The film was completely ahead of its time, feminist before feminism even existed, in its depiction of its two leads as capable, independent, women in complete control of their lives and their powerful sexuality.
"Gentlemen Prefer Blondes" is most famous for Monroe's climactic musical number "Diamonds are a Girl's Best Friend," and rightfully so, but Russell gives an unforgettable performance too. She plays Dorothy Shaw to Monroe's Lorelei Lee, chaperone for Lorelei's transatlantic voyage to marry her rich fiance Mr. Esmond (Tommy Noonan).
Esmond's father disapproves of the marriage and so the couple travel separately to Paris for their nuptials. If they have any hope of convincing Esmond Sr. of their seriousness, there can't be any funny business on the boat. Hence it's Russell's job to keep any eye on things, an arrangement which suits her well. "The chaperone's job is to see that nobody else has any fun," she tells Esmond on the docks. "Nobody chaperone's the chaperone."
Dorothy Shaw has to be one of the coolest characters in all of the movies, a one-liner factory built like a brick house. Her sexuality is both powerful and empowering. Her eyes widen when she sees the entire U.S. Olympic team on their boat, and she later shares a lusty musical number with them in their skin-colored swim trunks, "Ain't There Anyone Here For Love?," which puts a lie to the theory that all Hollywood films are designed solely for the pleasure of the male gaze.

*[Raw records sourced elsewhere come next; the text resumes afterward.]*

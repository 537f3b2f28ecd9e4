// SPDX-License-Identifier: Apache-2.0 OR MIT
// Copyright (c) 2025-2026 naskel.com

//! RT-Components: lifecycle callbacks, per-context state machines and the
//! component object.
//!
//! Component authors implement [`ComponentBehavior`]; the runtime wraps it in
//! an [`RtObject`] that owns ports, configuration and SDO state. Each execution
//! context the component participates in drives its own
//! [`ComponentStateMachine`]:
//!
//! ```text
//!              activate                     on_execute fails
//!   Inactive ------------> Active ------------------------------> Error
//!      ^  <------------     |  entry: on_activated                 |  entry: on_aborting
//!      |    deactivate      |  do:    on_execute, on_state_update  |  do:    on_error
//!      |                    |  exit:  on_deactivated               |  exit:  on_reset
//!      +---------------------------------------------------------- +
//!                               reset (on_reset ok)
//! ```

mod fsm;
mod object;
mod state_machine;

pub use fsm::{StateActions, StateHolder, StateMachine};
pub use object::RtObject;
pub use state_machine::ComponentStateMachine;

use crate::error::RtcResult;
use crate::port::PortProfile;
use crate::properties::Properties;
use std::fmt;

/// Identifier of an execution context as seen by one component.
///
/// Owned contexts are numbered from 0, participating ones from
/// [`ECOTHER_OFFSET`].
pub type ExecContextHandle = u32;

pub const ECOTHER_OFFSET: ExecContextHandle = 1000;

/// Observable state of a component within one execution context.
#[derive(Debug, Clone, Copy, PartialEq, Eq, Hash)]
pub enum LifeCycleState {
    Created,
    Inactive,
    Active,
    Error,
}

impl LifeCycleState {
    pub fn as_str(self) -> &'static str {
        match self {
            Self::Created => "CREATED",
            Self::Inactive => "INACTIVE",
            Self::Active => "ACTIVE",
            Self::Error => "ERROR",
        }
    }
}

impl fmt::Display for LifeCycleState {
    fn fmt(&self, f: &mut fmt::Formatter<'_>) -> fmt::Result {
        f.write_str(self.as_str())
    }
}

/// Callbacks a component implementation may override.
///
/// Every method defaults to success. A callback returning an error (or
/// panicking) while the component is active moves it to
/// [`LifeCycleState::Error`].
#[allow(unused_variables)]
pub trait ComponentBehavior: Send {
    fn on_initialize(&mut self) -> RtcResult<()> {
        Ok(())
    }

    fn on_finalize(&mut self) -> RtcResult<()> {
        Ok(())
    }

    fn on_startup(&mut self, ec_id: ExecContextHandle) -> RtcResult<()> {
        Ok(())
    }

    fn on_shutdown(&mut self, ec_id: ExecContextHandle) -> RtcResult<()> {
        Ok(())
    }

    fn on_activated(&mut self, ec_id: ExecContextHandle) -> RtcResult<()> {
        Ok(())
    }

    fn on_deactivated(&mut self, ec_id: ExecContextHandle) -> RtcResult<()> {
        Ok(())
    }

    fn on_aborting(&mut self, ec_id: ExecContextHandle) -> RtcResult<()> {
        Ok(())
    }

    fn on_error(&mut self, ec_id: ExecContextHandle) -> RtcResult<()> {
        Ok(())
    }

    /// Leaving the error state. Failure keeps the component in error.
    fn on_reset(&mut self, ec_id: ExecContextHandle) -> RtcResult<()> {
        Ok(())
    }

    fn on_execute(&mut self, ec_id: ExecContextHandle) -> RtcResult<()> {
        Ok(())
    }

    fn on_state_update(&mut self, ec_id: ExecContextHandle) -> RtcResult<()> {
        Ok(())
    }

    fn on_rate_changed(&mut self, ec_id: ExecContextHandle) -> RtcResult<()> {
        Ok(())
    }
}

/// Behavior with every callback left at its default.
pub struct NoBehavior;

impl ComponentBehavior for NoBehavior {}

/// Snapshot of a component's descriptive data.
#[derive(Debug, Clone)]
pub struct ComponentProfile {
    pub instance_name: String,
    pub type_name: String,
    pub description: String,
    pub version: String,
    pub vendor: String,
    pub category: String,
    pub port_profiles: Vec<PortProfile>,
    /// Ids of the organizations the component participates in.
    pub organizations: Vec<String>,
    pub properties: Properties,
}
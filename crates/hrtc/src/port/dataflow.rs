// SPDX-License-Identifier: Apache-2.0 OR MIT
// Copyright (c) 2025-2026 naskel.com

//! Buffer access with listener notification, shared by providers, consumers,
//! publishers and connectors.

use super::listener::{ConnectorDataListenerType as D, ConnectorListenerType as C};
use super::{ConnectorInfo, ConnectorListeners, ConnectorProfile, DataPortStatus, CDR_INTERFACE};
use crate::buffer::{Buffer, BufferStatus};
use crate::cdr::ByteData;
use crate::error::{RtcError, RtcResult};

/// `dataflow_type` of a data connection.
#[derive(Debug, Clone, Copy, PartialEq, Eq)]
pub(crate) enum DataflowType {
    Push,
    Pull,
}

/// Validate the dataflow keys of `profile` for a port carrying `type_name`.
///
/// Fills in `data_type` when the profile does not name one yet, so the next
/// port in the chain checks against it.
pub(crate) fn check_profile(
    profile: &mut ConnectorProfile,
    type_name: &str,
) -> RtcResult<DataflowType> {
    let prop = &mut profile.properties;
    let flow = match prop.get_property("dataflow_type").trim() {
        "" | "push" => DataflowType::Push,
        "pull" => DataflowType::Pull,
        other => return Err(RtcError::bad_param(format!("unsupported dataflow_type '{}'", other))),
    };
    let iface = prop.get_property("interface_type").trim().to_string();
    if !iface.is_empty() && iface != CDR_INTERFACE {
        return Err(RtcError::bad_param(format!("unsupported interface_type '{}'", iface)));
    }
    let data_type = prop.get_property("data_type").trim().to_string();
    if data_type.is_empty() {
        prop.set_property("data_type", type_name);
    } else if data_type != type_name {
        return Err(RtcError::bad_param(format!(
            "data_type mismatch: connector carries {}, port expects {}",
            data_type, type_name
        )));
    }
    Ok(flow)
}

/// Read-only variant of [`check_profile`] used by the subscribe phase.
pub(crate) fn dataflow_of(profile: &ConnectorProfile) -> DataflowType {
    if profile.properties.get_property("dataflow_type").trim() == "pull" {
        DataflowType::Pull
    } else {
        DataflowType::Push
    }
}

/// Store `data`, firing the buffer write/overwrite/full/timeout events.
pub(crate) fn store(
    buffer: &dyn Buffer,
    listeners: &ConnectorListeners,
    info: &ConnectorInfo,
    data: &ByteData,
) -> BufferStatus {
    if buffer.full() && buffer.overwrites() {
        listeners.notify_data(D::OnBufferOverwrite, info, data);
    }
    let status = buffer.write(data.clone());
    match status {
        BufferStatus::Ok => listeners.notify_data(D::OnBufferWrite, info, data),
        BufferStatus::Full => listeners.notify_data(D::OnBufferFull, info, data),
        BufferStatus::Timeout => listeners.notify_data(D::OnBufferWriteTimeout, info, data),
        _ => {}
    }
    status
}

/// Take the next entry for local consumption, firing read/empty/timeout events.
pub(crate) fn take(
    buffer: &dyn Buffer,
    listeners: &ConnectorListeners,
    info: &ConnectorInfo,
) -> Result<ByteData, DataPortStatus> {
    match buffer.read() {
        Ok(data) => {
            listeners.notify_data(D::OnBufferRead, info, &data);
            Ok(data)
        }
        Err(BufferStatus::Empty) => {
            listeners.notify(C::OnBufferEmpty, info);
            Err(DataPortStatus::BufferEmpty)
        }
        Err(BufferStatus::Timeout) => {
            listeners.notify(C::OnBufferReadTimeout, info);
            Err(DataPortStatus::BufferTimeout)
        }
        Err(BufferStatus::PreconditionNotMet) => Err(DataPortStatus::PreconditionNotMet),
        Err(_) => Err(DataPortStatus::BufferError),
    }
}

/// Map a buffer write status onto the producer-side port status.
pub(crate) fn write_status(status: BufferStatus) -> DataPortStatus {
    match status {
        BufferStatus::Ok => DataPortStatus::PortOk,
        BufferStatus::Full => DataPortStatus::BufferFull,
        BufferStatus::Timeout => DataPortStatus::BufferTimeout,
        BufferStatus::Empty => DataPortStatus::BufferEmpty,
        BufferStatus::PreconditionNotMet => DataPortStatus::PreconditionNotMet,
        BufferStatus::Error => DataPortStatus::BufferError,
    }
}

#[cfg(test)]
mod tests {
    use super::*;
    use crate::buffer::{BufferConfig, FullPolicy, RingBuffer};
    use crate::cdr::Endian;
    use crate::port::ConnectorDataListener;
    use parking_lot::Mutex;
    use std::sync::Arc;

    #[derive(Default)]
    struct Events(Mutex<Vec<&'static str>>);

    impl ConnectorDataListener for Events {
        fn on_buffer_write(&self, _i: &ConnectorInfo, _d: &ByteData) {
            self.0.lock().push("write");
        }
        fn on_buffer_overwrite(&self, _i: &ConnectorInfo, _d: &ByteData) {
            self.0.lock().push("overwrite");
        }
        fn on_buffer_full(&self, _i: &ConnectorInfo, _d: &ByteData) {
            self.0.lock().push("full");
        }
    }

    #[test]
    fn test_store_fires_overwrite_then_write() {
        let buffer = RingBuffer::new(BufferConfig {
            length: 1,
            ..BufferConfig::default()
        });
        let listeners = ConnectorListeners::new();
        let events = Arc::new(Events::default());
        listeners.add_data_listener(events.clone());
        let info = ConnectorInfo::default();
        let data = ByteData::new(vec![1u8], Endian::Little);

        assert_eq!(store(&buffer, &listeners, &info, &data), BufferStatus::Ok);
        assert_eq!(store(&buffer, &listeners, &info, &data), BufferStatus::Ok);
        assert_eq!(*events.0.lock(), vec!["write", "overwrite", "write"]);
    }

    #[test]
    fn test_check_profile_sets_and_checks_data_type() {
        let mut profile = ConnectorProfile::new("c", Vec::new());
        assert!(matches!(check_profile(&mut profile, "double"), Ok(DataflowType::Push)));
        assert_eq!(profile.properties.get_property("data_type"), "double");
        assert!(matches!(
            check_profile(&mut profile, "long"),
            Err(RtcError::BadParameter(_))
        ));

        let mut pull =
            ConnectorProfile::new("c", Vec::new()).with_property("dataflow_type", "pull");
        assert!(matches!(check_profile(&mut pull, "long"), Ok(DataflowType::Pull)));
        assert_eq!(dataflow_of(&pull), DataflowType::Pull);

        let mut bad =
            ConnectorProfile::new("c", Vec::new()).with_property("dataflow_type", "duplex");
        assert!(check_profile(&mut bad, "long").is_err());
    }

    #[test]
    fn test_store_full_maps_to_buffer_full() {
        let buffer = RingBuffer::new(BufferConfig {
            length: 1,
            full_policy: FullPolicy::DoNothing,
            ..BufferConfig::default()
        });
        let listeners = ConnectorListeners::new();
        let info = ConnectorInfo::default();
        let data = ByteData::default();
        store(&buffer, &listeners, &info, &data);
        let status = store(&buffer, &listeners, &info, &data);
        assert_eq!(write_status(status), DataPortStatus::BufferFull);
    }
}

Russell's promiscuous ways -- in an age when married couples still slept in separate beds onscreen, Dorothy openly admits to sleeping with a guy on their first date -- aren't portrayed as sleazy or slutty. Dorothy is simply smart, self-aware, and self-reliant. None of the men in this movie, even the one she ultimately chooses to be with, seem good enough for her -- Hawks, taking a page of the Hitchcock playbook, cast duds as his male leads so that the women would be even more appealling. It worked: though "Gentlemen Prefer Blondes" stars two of the most beautiful women to ever appear in the movies, it's not about fantasizing about them; it's about fantasizing about being them.
Though Russell worked steadily through the 1940s and 50s, including notable films with Bob Hope ("Son of Paleface") and Robert Mitchum ("Macao"), "Gentlemen Prefer Blondes" was her unrepeatable apex. The New York Times story about her death says that in her later years she became a bra spokesman, struggled with alcoholism and, maybe most surprisingly, dabbled in conservative politics. There was nothing conservative about the young Russell, who pushed boundaries, broke taboos, and offered one of the most comprehensive arguments in history why gentlemen shouldn't prefer blondes.